>>>>
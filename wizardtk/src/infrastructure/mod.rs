//! Platform-facing adapters: the on-disk keyring file format, TTY-aware
//! passphrase input, structured logging, and environment-driven path
//! resolution.

pub mod config;
pub mod keyring_file;
pub mod logging;
pub mod passphrase;

pub use keyring_file::{KeyringFileService, KeyringRecord};
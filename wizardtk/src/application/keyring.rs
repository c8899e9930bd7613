// /////////////////////////////////////////////////////////////////////////////
// Wizard's Toolkit
// Copyright (c) 2025 A Bit of Help, Inc.
// SPDX-License-Identifier: BSD-3-Clause
// See LICENSE file in the project root.
// /////////////////////////////////////////////////////////////////////////////

//! # Session Keyring
//!
//! A per-process `id -> key` map whose every entry except one is stored
//! AES-CTR-enveloped under a process-unique session key. Application code
//! never sees the session key directly, only the ids it generates and the
//! plaintext keys `get` hands back after transparently unwrapping them.

use indexmap::IndexMap;
use parking_lot::Mutex;

use wizardtk_core::error::{Result, WizardError};
use wizardtk_core::services::{CipherContext, CipherMode, CipherType, HashAlgorithm, HmacContext, RandomContext};
use wizardtk_core::value_objects::ByteBuffer;

const SESSION_KEY_LEN: usize = 32;
const SESSION_NONCE_LEN: usize = 16;

/// The in-memory, mutex-protected session keyring.
pub struct Keyring {
    session_id: ByteBuffer,
    entries: Mutex<IndexMap<ByteBuffer, ByteBuffer>>,
    cipher: Mutex<CipherContext>,
    random: Mutex<RandomContext>,
}

impl Keyring {
    /// Generates a fresh session key and nonce and installs the session
    /// entry (`session_id -> session_key`, stored in the clear).
    pub fn acquire() -> Result<Self> {
        let mut random = RandomContext::acquire(HashAlgorithm::Sha2_256)?;
        let session_key = random.get_key(SESSION_KEY_LEN)?;
        let session_nonce = random.get_key(SESSION_NONCE_LEN)?;
        let mac_key = random.get_key(SESSION_KEY_LEN)?;
        let session_id = HmacContext::construct(HashAlgorithm::Sha2_256, mac_key.as_bytes(), session_key.as_bytes())?;

        let mut cipher = CipherContext::acquire(CipherType::Aes, CipherMode::Ctr);
        cipher.set_key(session_key.as_bytes())?;
        cipher.set_nonce(session_nonce.as_bytes())?;

        let mut entries = IndexMap::new();
        entries.insert(session_id.clone(), session_key);

        Ok(Self {
            session_id,
            entries: Mutex::new(entries),
            cipher: Mutex::new(cipher),
            random: Mutex::new(random),
        })
    }

    pub fn session_id(&self) -> &ByteBuffer {
        &self.session_id
    }

    /// Draws a fresh random key of `key_length_bytes`, derives its id via
    /// `HMAC_SHA256(mac_key, key)` under a disposable mac key, installs
    /// `id -> wrap(key)`, and returns the id.
    pub fn generate_session_key(&self, key_length_bytes: usize) -> Result<ByteBuffer> {
        let (key, mac_key) = {
            let mut random = self.random.lock();
            let key = random.get_key(key_length_bytes)?;
            let mac_key = random.get_key(key_length_bytes)?;
            (key, mac_key)
        };
        let id = HmacContext::construct(HashAlgorithm::Sha2_256, mac_key.as_bytes(), key.as_bytes())?;
        self.set(&id, &key)?;
        Ok(id)
    }

    /// Wraps and stores `key` under `id`.
    pub fn set(&self, id: &ByteBuffer, key: &ByteBuffer) -> Result<()> {
        let wrapped = self.wrap(key)?;
        self.entries.lock().insert(id.clone(), wrapped);
        Ok(())
    }

    /// Looks up `id` and unwraps the stored key; the distinguished session
    /// entry is returned as-is, since it is never wrapped.
    pub fn get(&self, id: &ByteBuffer) -> Result<ByteBuffer> {
        let stored = {
            let entries = self.entries.lock();
            entries
                .get(id)
                .cloned()
                .ok_or_else(|| WizardError::key("id not found in keyring"))?
        };
        if *id == self.session_id {
            Ok(stored)
        } else {
            self.unwrap(&stored)
        }
    }

    /// Number of entries currently held, including the session entry.
    pub fn len(&self) -> usize {
        self.entries.lock().len()
    }

    pub fn is_empty(&self) -> bool {
        self.entries.lock().is_empty()
    }

    /// Zeroes the session key, every wrapped value, and the map storage.
    /// `ByteBuffer`'s own destructor already does this on drop; `destroy`
    /// exists so callers can retire a keyring explicitly rather than rely
    /// on scope exit.
    pub fn destroy(self) {
        drop(self);
    }

    fn wrap(&self, plaintext: &ByteBuffer) -> Result<ByteBuffer> {
        let mut buf = plaintext.clone();
        self.cipher.lock().encipher(&mut buf)?;
        Ok(buf)
    }

    fn unwrap(&self, wrapped: &ByteBuffer) -> Result<ByteBuffer> {
        let mut buf = wrapped.clone();
        self.cipher.lock().decipher(&mut buf)?;
        Ok(buf)
    }
}

#[cfg(test)]
mod tests {
    use super::*;

    #[test]
    fn round_trips_a_generated_entry() {
        let keyring = Keyring::acquire().unwrap();
        let id = keyring.generate_session_key(32).unwrap();
        let key = keyring.get(&id).unwrap();
        assert_eq!(key.len(), 32);
    }

    #[test]
    fn set_then_get_recovers_the_same_key() {
        let keyring = Keyring::acquire().unwrap();
        let id = HashSha256FakeId::of("FakeID");
        let mut key_bytes = b"FakeKey".to_vec();
        key_bytes.resize(32, 0);
        let key = ByteBuffer::from_bytes(&key_bytes);
        keyring.set(&id, &key).unwrap();
        assert_eq!(keyring.get(&id).unwrap(), key);
    }

    #[test]
    fn unknown_id_is_an_error() {
        let keyring = Keyring::acquire().unwrap();
        let missing = ByteBuffer::from_bytes(b"nonexistent-id");
        assert!(keyring.get(&missing).is_err());
    }

    #[test]
    fn session_entry_is_returned_unwrapped() {
        let keyring = Keyring::acquire().unwrap();
        let session_id = keyring.session_id().clone();
        // The session entry must round-trip even though it was never
        // routed through `wrap`/`unwrap` at insertion time.
        assert!(keyring.get(&session_id).is_ok());
    }

    /// Test-only helper matching the literal `SHA-256("FakeID")` id used by
    /// the keyring round-trip scenario.
    struct HashSha256FakeId;
    impl HashSha256FakeId {
        fn of(s: &str) -> ByteBuffer {
            wizardtk_core::services::HashContext::digest_of(HashAlgorithm::Sha2_256, s.as_bytes()).unwrap()
        }
    }
}
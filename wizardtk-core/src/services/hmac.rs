// /////////////////////////////////////////////////////////////////////////////
// Wizard's Toolkit
// Copyright (c) 2025 A Bit of Help, Inc.
// SPDX-License-Identifier: BSD-3-Clause
// See LICENSE file in the project root.
// /////////////////////////////////////////////////////////////////////////////

//! # HMAC Engine
//!
//! RFC 2104 keyed hashing built directly on [`HashContext`] rather than the
//! generic `hmac` crate: the keyring and authenticator need an HMAC whose
//! underlying hash is chosen at runtime from the same [`HashAlgorithm`]
//! enumeration the rest of the engine dispatches on, and need `reset` to
//! reuse the derived pads without re-deriving them from the key.

use crate::error::{Result, WizardError};
use crate::services::hash::{HashAlgorithm, HashContext};
use crate::value_objects::ByteBuffer;

const IPAD: u8 = 0x36;
const OPAD: u8 = 0x5c;

/// A keyed hash over one [`HashAlgorithm`], per RFC 2104.
pub struct HmacContext {
    algorithm: HashAlgorithm,
    ipad: Vec<u8>,
    opad: Vec<u8>,
    inner: HashContext,
    digest: Option<ByteBuffer>,
}

impl HmacContext {
    /// Acquires and primes the context against `key`. `algorithm` must
    /// support HMAC (not CRC-64 or the placeholder "none" hash).
    pub fn initialise(algorithm: HashAlgorithm, key: &[u8]) -> Result<Self> {
        if !algorithm.supports_hmac() {
            return Err(WizardError::mac(format!(
                "{algorithm:?} does not support HMAC"
            )));
        }
        let block_size = algorithm.block_size();

        let mut key_block = if key.len() > block_size {
            HashContext::digest_of(algorithm, key)?.into_vec()
        } else {
            key.to_vec()
        };
        key_block.resize(block_size, 0);

        let ipad: Vec<u8> = key_block.iter().map(|b| b ^ IPAD).collect();
        let opad: Vec<u8> = key_block.iter().map(|b| b ^ OPAD).collect();
        key_block.zeroize_in_place();

        let mut inner = HashContext::acquire(algorithm);
        inner.initialise();
        inner.update(&ipad)?;

        Ok(Self {
            algorithm,
            ipad,
            opad,
            inner,
            digest: None,
        })
    }

    pub fn algorithm(&self) -> HashAlgorithm {
        self.algorithm
    }

    /// Feeds message bytes into the inner hash.
    pub fn update(&mut self, bytes: &[u8]) -> Result<()> {
        self.inner.update(bytes)
    }

    /// Completes the construction: `digest = H(opad ‖ H(ipad ‖ message))`.
    pub fn finalise(&mut self) -> Result<()> {
        let mut inner = std::mem::replace(&mut self.inner, HashContext::acquire(self.algorithm));
        inner.finalise()?;
        let inner_digest = inner.digest()?.clone();

        let mut outer = HashContext::acquire(self.algorithm);
        outer.initialise();
        outer.update(&self.opad)?;
        outer.update(inner_digest.as_bytes())?;
        outer.finalise()?;

        self.digest = Some(outer.digest()?.clone());
        Ok(())
    }

    pub fn digest(&self) -> Result<&ByteBuffer> {
        self.digest
            .as_ref()
            .ok_or_else(|| WizardError::mac("digest read before finalise"))
    }

    /// Returns to the post-initialise state, reusing the derived pads
    /// without re-deriving them from the key.
    pub fn reset(&mut self) -> Result<()> {
        let mut inner = HashContext::acquire(self.algorithm);
        inner.initialise();
        inner.update(&self.ipad)?;
        self.inner = inner;
        self.digest = None;
        Ok(())
    }

    /// One-shot equivalent of initialise + update + finalise.
    pub fn construct(algorithm: HashAlgorithm, key: &[u8], message: &[u8]) -> Result<ByteBuffer> {
        let mut ctx = Self::initialise(algorithm, key)?;
        ctx.update(message)?;
        ctx.finalise()?;
        Ok(ctx.digest()?.clone())
    }
}

impl Drop for HmacContext {
    fn drop(&mut self) {
        self.ipad.zeroize_in_place();
        self.opad.zeroize_in_place();
    }
}

trait ZeroizeInPlace {
    fn zeroize_in_place(&mut self);
}

impl ZeroizeInPlace for Vec<u8> {
    fn zeroize_in_place(&mut self) {
        use zeroize::Zeroize;
        self.zeroize();
    }
}

#[cfg(test)]
mod tests {
    use super::*;

    #[test]
    fn rfc4231_case_1_matches_published_vector() {
        let key = [0x0bu8; 20];
        let digest = HmacContext::construct(HashAlgorithm::Sha2_256, &key, b"Hi There").unwrap();
        assert_eq!(
            digest.to_hex(),
            "b0344c61d8db38535ca8afceaf0bf12b881dc200c9833da726e9376c2e32cff7"
        );
    }

    #[test]
    fn construct_matches_manual_nested_hash() {
        let key = b"a reasonably long key, well over one block in most hashes, to exercise the hash-down branch of RFC 2104";
        let message = b"the message body";
        let via_construct = HmacContext::construct(HashAlgorithm::Sha2_256, key, message).unwrap();

        let block_size = HashAlgorithm::Sha2_256.block_size();
        let mut key_block = HashContext::digest_of(HashAlgorithm::Sha2_256, key)
            .unwrap()
            .into_vec();
        key_block.resize(block_size, 0);
        let ipad: Vec<u8> = key_block.iter().map(|b| b ^ IPAD).collect();
        let opad: Vec<u8> = key_block.iter().map(|b| b ^ OPAD).collect();

        let mut inner_bytes = ipad.clone();
        inner_bytes.extend_from_slice(message);
        let inner_digest = HashContext::digest_of(HashAlgorithm::Sha2_256, &inner_bytes).unwrap();

        let mut outer_bytes = opad.clone();
        outer_bytes.extend_from_slice(inner_digest.as_bytes());
        let expected = HashContext::digest_of(HashAlgorithm::Sha2_256, &outer_bytes).unwrap();

        assert_eq!(via_construct, expected);
    }

    #[test]
    fn reset_reuses_pads_for_a_second_construction() {
        let key = b"reset-key";
        let mut ctx = HmacContext::initialise(HashAlgorithm::Sha2_256, key).unwrap();
        ctx.update(b"first message").unwrap();
        ctx.finalise().unwrap();
        let first = ctx.digest().unwrap().clone();

        ctx.reset().unwrap();
        ctx.update(b"first message").unwrap();
        ctx.finalise().unwrap();
        let second = ctx.digest().unwrap().clone();

        assert_eq!(first, second);
    }

    #[test]
    fn rejects_crc64_and_none() {
        assert!(HmacContext::initialise(HashAlgorithm::Crc64, b"k").is_err());
        assert!(HmacContext::initialise(HashAlgorithm::None, b"k").is_err());
    }
}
<<<<
TASK PROMPT
Lines holding the string "deriving" must be copied out of the entries above.

PROBLEM SOLUTION
//! reuse the derived pads without re-deriving them from the key.
    /// without re-deriving them from the key.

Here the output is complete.